Monday, April 18

Killer new song by Icky Blossoms, "Babes"

I don't take much time to be a real blogger on this blog of mine, but I thought a new track out by Icky Blossoms was a good enough excuse. It's called "Babes" and I think it rules.

  

The band put on an awesome show this past Friday at the Slowdown. You can check out a shitty video I took on my phone. Just tilt your head to left, and you're good to go.


Icky Blossoms has pretty much been a well-kept secret, with Derek Pressnall (Tilly and the Wall, Flowers Forever) and Nik Fackler (Flowers Forever, InDreama) working in the studio and collab-ing with the likes of Jacob Thiele and Clark Blaechle (The Faint) and Teal Gardner (UUVVWWZ). They only have three tracks up on the web as of now, but have many on standby, as their set proved at the Slowdown. 

Nik Fackler has an electro-rock opera debut album ready for InDreama

 as seen on Hear Nebraska

Nik Fackler was probably shaking the sand out of his shoes when I got ahold of him to discuss his outfit InDreama. The musician/filmmaker just finished escaping the Los Angeles asphalt for an evening of ocean gazing, only to be met by a prolonged traffic jam on the returning commute. He needed some nature, he says, after spending the day putting his projects in line before his two-week leave to Omaha the next day.

With eight current projects — since first trekking to LA last summer with two — Fackler clearly hasn't become a beach bum. Over the past year, he’s finished InDreama's debut record and then some, collaborating with  Flowers Forever pal Derek Pressnall (Tilly and the Wall) through their dance music project Icky Blossoms — swapping ideas and stepping in the studio whenever he’s back in Omaha. This time, Fackler’s back to celebrate the release of a four-way, double 7-inch split featuring Indreama, Icky Blossoms,  Conduits and Darren Keen persona Touch People 9 p.m. tonight (April 15) at the Slowdown.

InDreama’s lineup is quite the array. Capgun Coup/No I’m The Pilot’s Sam Martin isn’t quite the beholder of the band’s art-rock style, Fackler says, “but I think he likes the challenge.” He accompanies Fackler with vocals and guitar.



A New Year music video by Nik Fackler, starring Capgun's Sam Martin

Film industry friend Aaron Gum is the poet on synth, he says. Percussion will be on the double with Craig D. (Tilly, David Dondero) and add-on Kevin Donahue.

And then there’s Dereck Higgins. The local bass virtuoso has been deeply connected to Fackler, he says, since Fackler's puppy days as a 21-year-old picking up the guitar with The Family Radio. So it’s not surprising that Higgins influences Fackler’s first legitimate LP. Fackler definitely did some growing first, though.

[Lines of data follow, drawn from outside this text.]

// logtail - core/text.rs
//
// Line-boundary scanning and per-line level detection.
//
// `LineSplitter` is fed decoded text chunk by chunk and yields complete
// lines. It recognises `\n`, `\r\n` and a lone `\r`, including a `\r\n`
// pair split across two chunks. Whatever follows the last terminator is
// kept as the partial (unterminated) line.

use crate::core::model::Level;
use crate::util::constants::{MAX_LINE_CHARS, TRUNCATION_MARKER};
use regex::Regex;
use std::sync::OnceLock;

/// Incremental line splitter.
#[derive(Debug, Clone, Default)]
pub struct LineSplitter {
    partial: String,
    /// The previous chunk ended with `\r`; a leading `\n` belongs to it.
    last_was_cr: bool,
}

impl LineSplitter {
    pub fn new() -> Self {
        Self::default()
    }

    /// The text after the last line terminator seen so far.
    pub fn partial(&self) -> &str {
        &self.partial
    }

    pub fn clear(&mut self) {
        self.partial.clear();
        self.last_was_cr = false;
    }

    /// Feed `text` and return every line it completes, without terminators.
    pub fn push(&mut self, mut text: &str) -> Vec<String> {
        let mut lines = Vec::new();
        if self.last_was_cr && !text.is_empty() {
            self.last_was_cr = false;
            if let Some(rest) = text.strip_prefix('\n') {
                text = rest;
            }
        }
        while let Some(pos) = text.find(['\r', '\n']) {
            self.partial.push_str(&text[..pos]);
            lines.push(std::mem::take(&mut self.partial));
            let terminator = text.as_bytes()[pos];
            text = &text[pos + 1..];
            if terminator == b'\r' {
                match text.strip_prefix('\n') {
                    Some(rest) => text = rest,
                    None if text.is_empty() => self.last_was_cr = true,
                    None => {}
                }
            }
        }
        self.partial.push_str(text);
        lines
    }
}

/// Cut `line` to at most `MAX_LINE_CHARS` chars, marking the cut.
pub fn truncate_line(line: String) -> String {
    match line.char_indices().nth(MAX_LINE_CHARS) {
        Some((idx, _)) => {
            let mut cut = line;
            cut.truncate(idx);
            cut.push_str(TRUNCATION_MARKER);
            cut
        }
        None => line,
    }
}

/// Detect the level of a line from the first level keyword it contains.
///
/// Keywords must stand alone (word boundaries) and be upper-case or
/// capitalised, so "error" inside ordinary prose is not mistaken for a
/// level.
pub fn detect_level(line: &str) -> Level {
    static LEVEL_RE: OnceLock<Regex> = OnceLock::new();
    let re = LEVEL_RE.get_or_init(|| {
        Regex::new(
            r"\b(FATAL|Fatal|CRITICAL|Critical|CRIT|ERROR|Error|ERR|WARNING|Warning|WARN|Warn|INFO|Info|INFORMATION|DEBUG|Debug|DBG|TRACE|Trace|VERBOSE|Verbose)\b",
        )
        .expect("detect_level: invalid regex")
    });
    re.captures(line)
        .and_then(|caps| caps.get(1))
        .and_then(|m| match m.as_str() {
            "VERBOSE" | "Verbose" => Some(Level::Trace),
            other => Level::from_name(other),
        })
        .unwrap_or(Level::Other)
}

“Family Radio, I look back and sort of feel like that was learning to play music,” he says, “cause as soon as I learned guitar I kinda started a band, and was sort of putting it all together. But then once we recorded the music, I didn’t like how it sounded.”

InDreama picks up from where his first band left off. Initially just a recording project, Fackler found his bearings with recording and production through experimentation. He also took the time to feel out the sound, with the goal of harnessing something interesting, not normal.

“InDreama is sort of my way of learning how to make an atmosphere for a song to exist in,” Fackler says, “which I think I learned a lot from working on Lovely, Still, and growing as an artist over those two years,” he says of his 2008 first feature film, shot in Omaha.

The album is set for release by this summer on Slumber Party Records. It’s untitled, and may never have a name to put to its 12 tracks, he says.

“The world that I was living in when I was writing, mixing and making the record isn’t the world that I live in now, internally and mentally,” Fackler says. “So it’s sort of weird to name something when I’m not connected to it anymore.”

Fackler began writing the music as he traveled from film festival to film festival promoting  Lovely, Still. The creative free time was a nice change from being 100 percent busy with the film, he says. Entirely new experiences and feelings, as well as falling in and out of love with a girl, shaped the album’s lyrics and variant of tones. He made sure to leave behind genre limitations and any doubts about what he was creating, he says. All musical expression had to be captured.

If there’s one word to describe the album, Fackler says, it would be eccentric. Interests in prog rock and classical music, thanks to Higgins, are mustered in with the experimental — the quality that really glares golden with an incredible range of sound elements, percussive and synthesized. Fackler touches totally different spectrums of vocals, something he says represents different characters within a story, on a journey depicted in a world called Dreama. In no way is he necessarily trying to sing like himself.

Make sure to check out the dreamy track “New Feeling,” an HN exclusive stream! And stream two additional tracks at their MySpace page. Psst: free downloads at Fackler’s Soundcloud page.
  InDreama - tracks from their Summer 2011 debut by J. Minnick


And possibly the most interesting detail: The album’s dynamic nods to a classical music listening experience (see the nine-minute electro-cadence epic “Exodus from Reunion, A + Storm ^ Great = End”).